◆ Exercise prompt
Only the lines below starting at the one containing "pub const MULTI_IMAGE_PROMPT: &str" and ending at the one containing "let mut properties" belong in the answer, each copied exactly.

(Stored data entries)
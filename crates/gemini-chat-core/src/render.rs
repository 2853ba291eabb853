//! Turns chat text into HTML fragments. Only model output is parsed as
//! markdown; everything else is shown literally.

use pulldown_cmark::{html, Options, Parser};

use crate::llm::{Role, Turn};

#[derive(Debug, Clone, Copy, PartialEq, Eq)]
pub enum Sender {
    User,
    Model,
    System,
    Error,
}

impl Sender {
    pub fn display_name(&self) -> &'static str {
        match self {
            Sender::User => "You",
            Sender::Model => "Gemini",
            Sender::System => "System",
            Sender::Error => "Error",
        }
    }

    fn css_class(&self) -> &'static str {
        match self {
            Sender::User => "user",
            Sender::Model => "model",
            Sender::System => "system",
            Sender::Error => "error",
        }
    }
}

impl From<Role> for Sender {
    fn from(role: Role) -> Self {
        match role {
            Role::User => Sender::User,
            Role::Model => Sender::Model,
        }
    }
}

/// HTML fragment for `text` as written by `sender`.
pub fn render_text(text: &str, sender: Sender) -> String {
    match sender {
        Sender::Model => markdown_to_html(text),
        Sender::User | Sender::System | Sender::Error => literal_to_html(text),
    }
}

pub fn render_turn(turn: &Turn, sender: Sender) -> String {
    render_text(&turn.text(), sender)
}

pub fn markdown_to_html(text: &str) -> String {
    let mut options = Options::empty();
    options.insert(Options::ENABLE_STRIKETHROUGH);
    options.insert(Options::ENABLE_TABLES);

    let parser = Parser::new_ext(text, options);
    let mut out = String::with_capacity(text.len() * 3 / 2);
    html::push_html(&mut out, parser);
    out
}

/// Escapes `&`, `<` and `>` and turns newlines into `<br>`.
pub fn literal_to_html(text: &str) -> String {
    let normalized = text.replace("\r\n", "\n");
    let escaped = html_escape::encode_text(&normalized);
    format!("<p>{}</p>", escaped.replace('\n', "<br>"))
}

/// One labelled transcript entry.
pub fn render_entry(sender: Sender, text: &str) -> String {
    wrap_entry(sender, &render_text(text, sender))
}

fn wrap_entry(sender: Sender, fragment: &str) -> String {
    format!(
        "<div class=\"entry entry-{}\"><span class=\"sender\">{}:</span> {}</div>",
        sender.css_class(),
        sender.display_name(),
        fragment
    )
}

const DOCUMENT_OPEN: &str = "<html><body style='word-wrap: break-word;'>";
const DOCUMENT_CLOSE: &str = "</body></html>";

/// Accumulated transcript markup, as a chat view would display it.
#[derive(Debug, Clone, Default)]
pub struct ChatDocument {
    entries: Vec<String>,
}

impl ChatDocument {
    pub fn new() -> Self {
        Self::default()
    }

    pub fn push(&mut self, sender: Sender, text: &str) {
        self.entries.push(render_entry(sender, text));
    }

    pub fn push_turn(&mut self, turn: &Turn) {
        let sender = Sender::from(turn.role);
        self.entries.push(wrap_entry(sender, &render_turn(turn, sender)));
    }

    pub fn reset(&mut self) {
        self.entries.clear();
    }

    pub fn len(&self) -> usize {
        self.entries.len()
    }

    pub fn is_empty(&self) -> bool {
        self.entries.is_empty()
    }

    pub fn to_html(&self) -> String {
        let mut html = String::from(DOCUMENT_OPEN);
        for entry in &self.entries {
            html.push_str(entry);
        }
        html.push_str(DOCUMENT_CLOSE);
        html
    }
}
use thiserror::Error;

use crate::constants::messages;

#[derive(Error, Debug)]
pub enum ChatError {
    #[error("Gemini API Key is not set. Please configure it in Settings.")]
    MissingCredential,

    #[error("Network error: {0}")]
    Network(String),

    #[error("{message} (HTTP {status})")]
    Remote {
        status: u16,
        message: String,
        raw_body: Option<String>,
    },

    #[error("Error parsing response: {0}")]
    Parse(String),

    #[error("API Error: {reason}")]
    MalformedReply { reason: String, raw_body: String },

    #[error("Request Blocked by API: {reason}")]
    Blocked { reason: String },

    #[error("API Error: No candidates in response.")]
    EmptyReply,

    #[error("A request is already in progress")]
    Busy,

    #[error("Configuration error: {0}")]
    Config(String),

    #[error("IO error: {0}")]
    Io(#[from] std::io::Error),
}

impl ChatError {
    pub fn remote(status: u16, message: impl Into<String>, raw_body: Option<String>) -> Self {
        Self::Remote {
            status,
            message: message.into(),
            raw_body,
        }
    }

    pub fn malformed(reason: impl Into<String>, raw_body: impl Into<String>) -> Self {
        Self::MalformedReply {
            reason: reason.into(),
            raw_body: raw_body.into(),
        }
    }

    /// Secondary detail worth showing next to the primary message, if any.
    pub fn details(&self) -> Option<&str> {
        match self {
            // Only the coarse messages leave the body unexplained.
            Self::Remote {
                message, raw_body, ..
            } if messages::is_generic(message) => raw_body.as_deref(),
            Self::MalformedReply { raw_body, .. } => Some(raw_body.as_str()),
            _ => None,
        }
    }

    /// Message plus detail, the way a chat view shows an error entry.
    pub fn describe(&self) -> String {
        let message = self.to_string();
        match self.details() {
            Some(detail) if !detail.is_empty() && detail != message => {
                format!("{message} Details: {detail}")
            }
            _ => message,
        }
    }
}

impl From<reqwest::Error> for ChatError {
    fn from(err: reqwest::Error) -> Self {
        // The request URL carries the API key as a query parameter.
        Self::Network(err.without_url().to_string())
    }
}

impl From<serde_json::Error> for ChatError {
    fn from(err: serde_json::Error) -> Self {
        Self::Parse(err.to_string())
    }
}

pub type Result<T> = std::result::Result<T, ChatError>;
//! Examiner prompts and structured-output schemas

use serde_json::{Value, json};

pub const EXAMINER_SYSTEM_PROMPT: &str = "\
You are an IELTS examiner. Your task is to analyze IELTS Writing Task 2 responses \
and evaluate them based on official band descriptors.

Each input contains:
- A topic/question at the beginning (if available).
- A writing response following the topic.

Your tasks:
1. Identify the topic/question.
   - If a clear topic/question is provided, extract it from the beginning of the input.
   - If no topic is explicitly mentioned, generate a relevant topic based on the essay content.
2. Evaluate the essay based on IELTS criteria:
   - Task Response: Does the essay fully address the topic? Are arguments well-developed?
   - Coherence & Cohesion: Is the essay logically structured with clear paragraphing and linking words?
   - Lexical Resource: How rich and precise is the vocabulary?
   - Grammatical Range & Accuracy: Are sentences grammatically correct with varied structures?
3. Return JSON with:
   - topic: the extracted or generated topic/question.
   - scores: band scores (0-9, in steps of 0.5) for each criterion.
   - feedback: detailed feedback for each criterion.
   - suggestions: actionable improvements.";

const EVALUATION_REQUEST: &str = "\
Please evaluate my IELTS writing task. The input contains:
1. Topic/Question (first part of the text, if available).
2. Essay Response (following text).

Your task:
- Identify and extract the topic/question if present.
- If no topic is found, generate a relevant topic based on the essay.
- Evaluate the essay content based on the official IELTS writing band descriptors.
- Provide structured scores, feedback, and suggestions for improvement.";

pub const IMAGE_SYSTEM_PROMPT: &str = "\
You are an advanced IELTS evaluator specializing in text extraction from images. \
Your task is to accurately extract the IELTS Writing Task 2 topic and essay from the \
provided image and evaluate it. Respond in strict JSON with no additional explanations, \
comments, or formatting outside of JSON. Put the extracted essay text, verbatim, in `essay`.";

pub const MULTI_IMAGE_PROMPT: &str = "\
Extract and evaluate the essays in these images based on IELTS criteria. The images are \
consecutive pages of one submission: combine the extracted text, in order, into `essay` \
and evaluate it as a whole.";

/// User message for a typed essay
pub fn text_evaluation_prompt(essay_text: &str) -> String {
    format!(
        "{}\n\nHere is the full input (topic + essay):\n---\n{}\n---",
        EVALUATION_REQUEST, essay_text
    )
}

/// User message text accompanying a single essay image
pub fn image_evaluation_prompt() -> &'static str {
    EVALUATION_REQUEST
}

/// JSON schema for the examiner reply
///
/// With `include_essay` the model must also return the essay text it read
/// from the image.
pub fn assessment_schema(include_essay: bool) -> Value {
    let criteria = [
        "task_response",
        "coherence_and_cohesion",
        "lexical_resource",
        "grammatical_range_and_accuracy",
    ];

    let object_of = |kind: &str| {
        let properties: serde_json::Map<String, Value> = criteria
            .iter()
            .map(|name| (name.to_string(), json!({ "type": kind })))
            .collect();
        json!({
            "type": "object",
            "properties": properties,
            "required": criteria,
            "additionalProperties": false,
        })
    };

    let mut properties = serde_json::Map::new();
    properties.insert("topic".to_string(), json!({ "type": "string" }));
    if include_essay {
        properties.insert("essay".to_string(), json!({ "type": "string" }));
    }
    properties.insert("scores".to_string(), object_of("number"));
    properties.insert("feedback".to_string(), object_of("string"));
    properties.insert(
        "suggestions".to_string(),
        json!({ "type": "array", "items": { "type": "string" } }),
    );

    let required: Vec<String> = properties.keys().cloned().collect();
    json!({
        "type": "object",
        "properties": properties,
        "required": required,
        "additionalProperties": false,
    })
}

* * *

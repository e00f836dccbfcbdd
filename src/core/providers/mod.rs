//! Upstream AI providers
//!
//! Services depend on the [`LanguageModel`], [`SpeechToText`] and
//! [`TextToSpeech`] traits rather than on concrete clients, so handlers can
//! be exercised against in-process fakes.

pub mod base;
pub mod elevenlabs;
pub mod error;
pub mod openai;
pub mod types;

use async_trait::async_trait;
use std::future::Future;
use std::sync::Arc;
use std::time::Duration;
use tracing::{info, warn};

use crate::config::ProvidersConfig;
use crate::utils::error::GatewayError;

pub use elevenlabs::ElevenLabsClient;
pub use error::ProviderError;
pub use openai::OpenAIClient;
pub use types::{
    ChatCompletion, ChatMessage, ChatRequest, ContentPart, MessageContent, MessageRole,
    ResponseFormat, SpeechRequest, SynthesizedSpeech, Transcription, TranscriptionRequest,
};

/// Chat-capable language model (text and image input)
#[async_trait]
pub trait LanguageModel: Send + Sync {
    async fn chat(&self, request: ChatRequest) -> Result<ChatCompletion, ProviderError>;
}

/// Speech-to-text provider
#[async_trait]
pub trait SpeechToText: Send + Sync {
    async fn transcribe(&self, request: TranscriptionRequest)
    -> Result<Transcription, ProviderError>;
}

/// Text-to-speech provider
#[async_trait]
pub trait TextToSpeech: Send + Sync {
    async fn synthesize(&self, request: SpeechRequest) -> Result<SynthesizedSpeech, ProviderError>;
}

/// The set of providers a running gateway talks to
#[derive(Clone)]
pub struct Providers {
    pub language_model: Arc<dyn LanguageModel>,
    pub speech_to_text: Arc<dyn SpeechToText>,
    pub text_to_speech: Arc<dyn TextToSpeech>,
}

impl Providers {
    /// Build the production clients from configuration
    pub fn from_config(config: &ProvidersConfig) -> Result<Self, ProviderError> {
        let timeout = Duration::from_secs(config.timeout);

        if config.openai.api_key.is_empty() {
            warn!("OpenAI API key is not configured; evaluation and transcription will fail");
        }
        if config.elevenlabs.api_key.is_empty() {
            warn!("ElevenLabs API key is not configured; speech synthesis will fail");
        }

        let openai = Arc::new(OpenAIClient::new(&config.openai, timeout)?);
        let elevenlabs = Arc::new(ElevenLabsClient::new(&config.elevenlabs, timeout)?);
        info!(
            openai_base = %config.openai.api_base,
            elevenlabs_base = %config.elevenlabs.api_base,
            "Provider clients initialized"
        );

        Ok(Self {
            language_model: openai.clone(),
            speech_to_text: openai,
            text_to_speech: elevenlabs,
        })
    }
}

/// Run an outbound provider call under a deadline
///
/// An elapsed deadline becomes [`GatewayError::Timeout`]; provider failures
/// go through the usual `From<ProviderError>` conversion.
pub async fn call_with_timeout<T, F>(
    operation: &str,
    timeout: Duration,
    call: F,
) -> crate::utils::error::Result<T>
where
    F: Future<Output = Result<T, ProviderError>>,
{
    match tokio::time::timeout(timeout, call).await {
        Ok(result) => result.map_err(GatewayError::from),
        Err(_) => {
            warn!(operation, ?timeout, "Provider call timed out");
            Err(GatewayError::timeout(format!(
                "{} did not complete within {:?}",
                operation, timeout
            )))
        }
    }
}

◆ Answer to the exercise
pub const MULTI_IMAGE_PROMPT: &str = "\
Extract and evaluate the essays in these images based on IELTS criteria. The images are \
consecutive pages of one submission: combine the extracted text, in order, into `essay` \
and evaluate it as a whole.";

/// User message for a typed essay
pub fn text_evaluation_prompt(essay_text: &str) -> String {
    format!(
        "{}\n\nHere is the full input (topic + essay):\n---\n{}\n---",
        EVALUATION_REQUEST, essay_text
    )
}

/// User message text accompanying a single essay image
pub fn image_evaluation_prompt() -> &'static str {
    EVALUATION_REQUEST
}

/// JSON schema for the examiner reply
///
/// With `include_essay` the model must also return the essay text it read
/// from the image.
pub fn assessment_schema(include_essay: bool) -> Value {
    let criteria = [
        "task_response",
        "coherence_and_cohesion",
        "lexical_resource",
        "grammatical_range_and_accuracy",
    ];

    let object_of = |kind: &str| {
        let properties: serde_json::Map<String, Value> = criteria
            .iter()
            .map(|name| (name.to_string(), json!({ "type": kind })))
            .collect();
        json!({
            "type": "object",
            "properties": properties,
            "required": criteria,
            "additionalProperties": false,
        })
    };

    let mut properties = serde_json::Map::new();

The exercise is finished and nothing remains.